En mi trabajo he visto escenas muy duras, imágenes que harían cuestionarse la existencia de Dios a cualquier ser humano, pero nunca me han impactado tanto como lo que voy a relatarles.

Se preguntarán cómo me gano la vida. Pues bien: soy tanatopractor, una profesión poco conocida y que suele inspirar mucho miedo porque la muerte es el mayor tabú de nuestra sociedad. Mucho más que el sexo.

Imagino que querrán saber en qué consiste eso de la tanatopraxia. Les explico: contribuimos a que la familia del difunto no tenga que recordarlo como un muerto. ¿Cómo lo conseguimos? Lo primero es lavar el cadáver y desinfectarlo para que sus seres queridos no huelan la descomposición. Después taponamos la nariz y la boca y afeitamos a los hombres. La última acción siempre es el maquillaje y peinado buscando la máxima naturalidad, por supuesto.

Bueno, a lo que iba, que me disperso. En aquella ocasión el difunto era un bebé. Que muera un recién nacido es lo más triste del mundo. Siempre que eso ocurre nos esmeramos en el trabajo de preparar el cadáver y la gente que va a acompañar a la familia está especialmente silenciosa. Se nota la desolación en el ambiente.

Sin embargo, no pude trabajar como de costumbre porque la madre del pequeño, una rubia bajita y delgada con ojos color miel, se empeñó en ayudarme. Decía que había disfrutado de muy poco tiempo con su hijo, que había vivido menos de dos días y que quería lavarlo y llevar a cabo todos los cuidados necesarios.

Entre mi jefe y yo conseguimos convencerla de que no podía estar allí, que tendría que esperar fuera. Le dijimos que no se preocupara, que lo trataríamos muy bien y que el proceso duraba menos de una hora. Ella contestó que esperaría, que su bebé era precioso y que por favor le hiciéramos justicia. Que había planeado el funeral desde la semana veinte de embarazo, cuando le dijeron que a causa de una enfermedad genética, trisomía 13, su hijo viviría solo unas horas si es que sobrevivía al embarazo.

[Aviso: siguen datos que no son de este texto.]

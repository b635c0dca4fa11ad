// This Source Code Form is subject to the terms of the Mozilla Public
// License, v. 2.0. If a copy of the MPL was not distributed with this
// file, You can obtain one at http://mozilla.org/MPL/2.0/.

pub(crate) mod rbtree;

La historia me pareció sorprendente. ¿Cómo alguien podría plantearse traer al mundo un bebé en esas condiciones? Pero más sorprendido me quedé cuando vi al niño. Su madre decía que era precioso y a mí me parecía un monstruo: una nariz en forma de pequeña trompa ocultaba su labio leporino. Era lo más alejado a un bebé de esos rollizos, rubios y de ojos azules que anuncian pañales.

Hice mi trabajo distraído, intentando comprender a esa mujer que esperaba a su “precioso” bebé y que llevaba meses preparando el funeral. Coloqué al pequeño difunto en un ataúd que parecía de juguete. Y entonces pensé que lo más triste del mundo no era un cadáver de un recién nacido, sino las cosas que este dejaba atrás y que ni siquiera había podido usar: ropita, peluches, cuna… Aunque el niño en cuestión sí que usaría uno de los objetos que habían comprado para él: un féretro blanco de medio metro que te ponía la carne de gallina.

Depositamos al niño situado en la sala en la que lo visitaría la gente y la madre entró a verlo y nos felicitó por lo bien que lo habíamos dejado. Mi jefe le dio un pequeño apretón en el brazo mientras murmuraba lo de siempre: “La acompaño en el sentimiento”. Cuando se alejó no pude evitar preguntarle a la madre:

−¿Por qué?

−No entiendo. ¿A qué se refiere?

−¿Por qué lo ha tenido si sabía que no iba a vivir? ¿Pensaba que los médicos se habían equivocado? ¿Que se iba a curar?

Fijó en mí sus ojos de miel y me contestó con voz grave:

−No. Los médicos lo tenían clarísimo. Pero, ¿por qué no iba a tenerlo si es mi hijo? Aunque no viviera mucho tenía el derecho de existir. Es un niño que solo ha conocido amor el poco tiempo que ha estado entre nosotros. Nunca le regañarán en el colegio, ninguna chica le partirá el corazón, jamás se sentirá solo. Lo hemos querido cada minuto de su vida. Y ahora voy a darle el último beso.

Se inclinó hacia el ataúd y me di la vuelta para brindarle otro momento con aquel pequeño monstruo que a ella le parecía el ser más bello del mundo. Salí de la habitación con la garganta seca y los ojos empañados. Cuando me di la vuelta para cerrar la puerta miré hacia atrás: sonreía.